### [WORK TASK]
Look through the data that follows and copy each line with the string "Some".

### [RECORDS SUPPLIED]
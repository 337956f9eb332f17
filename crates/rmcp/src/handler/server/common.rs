//! Common utilities shared between tool and prompt handlers

use std::{any::TypeId, collections::HashMap, sync::Arc};

use schemars::JsonSchema;

use crate::{
    RoleServer, model::JsonObject, schemars::generate::SchemaSettings, service::RequestContext,
};

/// A shortcut for generating a JSON schema for a type.
pub fn schema_for_type<T: JsonSchema>() -> JsonObject {
    // explicitly to align json schema version to official specifications.
    // refer to https://github.com/modelcontextprotocol/modelcontextprotocol/pull/655 for details.
    let mut settings = SchemaSettings::draft2020_12();
    settings.transforms = vec![Box::new(schemars::transform::AddNullable::default())];
    let generator = settings.into_generator();
    let schema = generator.into_root_schema_for::<T>();
    let object = serde_json::to_value(schema).expect("failed to serialize schema");
    match object {
        serde_json::Value::Object(object) => object,
        _ => panic!(
            "Schema serialization produced non-object value: expected JSON object but got {:?}",
            object
        ),
    }
}

/// Call [`schema_for_type`] with a cache
pub fn cached_schema_for_type<T: JsonSchema + std::any::Any>() -> Arc<JsonObject> {
    thread_local! {
        static CACHE_FOR_TYPE: std::sync::RwLock<HashMap<TypeId, Arc<JsonObject>>> = Default::default();
    };
    CACHE_FOR_TYPE.with(|cache| {
        if let Some(x) = cache
            .read()
            .expect("schema cache lock poisoned")
            .get(&TypeId::of::<T>())
        {
            x.clone()
        } else {
            let schema = schema_for_type::<T>();
            let schema = Arc::new(schema);
            cache
                .write()
                .expect("schema cache lock poisoned")
                .insert(TypeId::of::<T>(), schema.clone());
            schema
        }
    })
}

/// Generate and validate a JSON schema for outputSchema (must have root type "object").
pub fn schema_for_output<T: JsonSchema>() -> Result<JsonObject, String> {
    let schema = schema_for_type::<T>();

    match schema.get("type") {
        Some(serde_json::Value::String(t)) if t == "object" => Ok(schema),
        Some(serde_json::Value::String(t)) => Err(format!(
            "MCP specification requires tool outputSchema to have root type 'object', but found '{}'.",
            t
        )),
        None => Err(
            "Schema is missing 'type' field. MCP specification requires outputSchema to have root type 'object'.".to_string()
        ),
        Some(other) => Err(format!(
            "Schema 'type' field has unexpected format: {:?}. Expected \"object\".",
            other
        )),
    }
}

/// Call [`schema_for_output`] with a cache.
pub fn cached_schema_for_output<T: JsonSchema + std::any::Any>() -> Result<Arc<JsonObject>, String>
{
    thread_local! {
        static CACHE_FOR_OUTPUT: std::sync::RwLock<HashMap<TypeId, Result<Arc<JsonObject>, String>>> = Default::default();
    };
    CACHE_FOR_OUTPUT.with(|cache| {
        if let Some(result) = cache
            .read()
            .expect("output schema cache lock poisoned")
            .get(&TypeId::of::<T>())
        {
            result.clone()
        } else {
            let result = schema_for_output::<T>().map(Arc::new);
            cache
                .write()
                .expect("output schema cache lock poisoned")
                .insert(TypeId::of::<T>(), result.clone());
            result
        }
    })
}

/// Trait for extracting parts from a context, unifying tool and prompt extraction
pub trait FromContextPart<C>: Sized {
    fn from_context_part(context: &mut C) -> Result<Self, crate::ErrorData>;
}

/// Common extractors that can be used by both tool and prompt handlers
impl<C> FromContextPart<C> for RequestContext<RoleServer>
where
    C: AsRequestContext,
{
    fn from_context_part(context: &mut C) -> Result<Self, crate::ErrorData> {
        Ok(context.as_request_context().clone())
    }
}

impl<C> FromContextPart<C> for tokio_util::sync::CancellationToken
where
    C: AsRequestContext,
{
    fn from_context_part(context: &mut C) -> Result<Self, crate::ErrorData> {
        Ok(context.as_request_context().ct.clone())
    }
}

impl<C> FromContextPart<C> for crate::model::Extensions
where
    C: AsRequestContext,
{
    fn from_context_part(context: &mut C) -> Result<Self, crate::ErrorData> {
        Ok(context.as_request_context().extensions.clone())
    }
}

pub struct Extension<T>(pub T);

impl<C, T> FromContextPart<C> for Extension<T>
where
    C: AsRequestContext,
    T: Send + Sync + 'static + Clone,
{
    fn from_context_part(context: &mut C) -> Result<Self, crate::ErrorData> {
        let extension = context
            .as_request_context()
            .extensions
            .get::<T>()
            .cloned()
            .ok_or_else(|| {
                crate::ErrorData::invalid_params(
                    format!("missing extension {}", std::any::type_name::<T>()),
                    None,
                )
            })?;
        Ok(Extension(extension))
    }
}

impl<C> FromContextPart<C> for crate::Peer<RoleServer>
where
    C: AsRequestContext,
{
    fn from_context_part(context: &mut C) -> Result<Self, crate::ErrorData> {
        Ok(context.as_request_context().peer.clone())
    }
}

impl<C> FromContextPart<C> for crate::model::Meta
where
    C: AsRequestContext,
{
    fn from_context_part(context: &mut C) -> Result<Self, crate::ErrorData> {
        let request_context = context.as_request_context_mut();
        let mut meta = crate::model::Meta::default();
        std::mem::swap(&mut meta, &mut request_context.meta);
        Ok(meta)
    }
}

pub struct RequestId(pub crate::model::RequestId);

impl<C> FromContextPart<C> for RequestId
where
    C: AsRequestContext,
{
    fn from_context_part(context: &mut C) -> Result<Self, crate::ErrorData> {
        Ok(RequestId(context.as_request_context().id.clone()))
    }
}

/// Trait for types that can provide access to RequestContext
pub trait AsRequestContext {
    fn as_request_context(&self) -> &RequestContext<RoleServer>;
    fn as_request_context_mut(&mut self) -> &mut RequestContext<RoleServer>;
}

#[cfg(test)]
mod tests {
    use super::*;

    #[derive(serde::Serialize, serde::Deserialize, JsonSchema)]
    struct TestObject {
        value: i32,
    }

    #[test]
    fn test_schema_for_output_rejects_primitive() {
        let result = schema_for_output::<i32>();
        assert!(result.is_err(),);
    }

    #[test]
    fn test_schema_for_output_accepts_object() {
        let result = schema_for_output::<TestObject>();
        assert!(result.is_ok(),);
    }
}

### [ANSWER TO THE EXERCISE]
        if let Some(x) = cache
        Some(serde_json::Value::String(t)) if t == "object" => Ok(schema),
        Some(serde_json::Value::String(t)) => Err(format!(
        Some(other) => Err(format!(
        if let Some(result) = cache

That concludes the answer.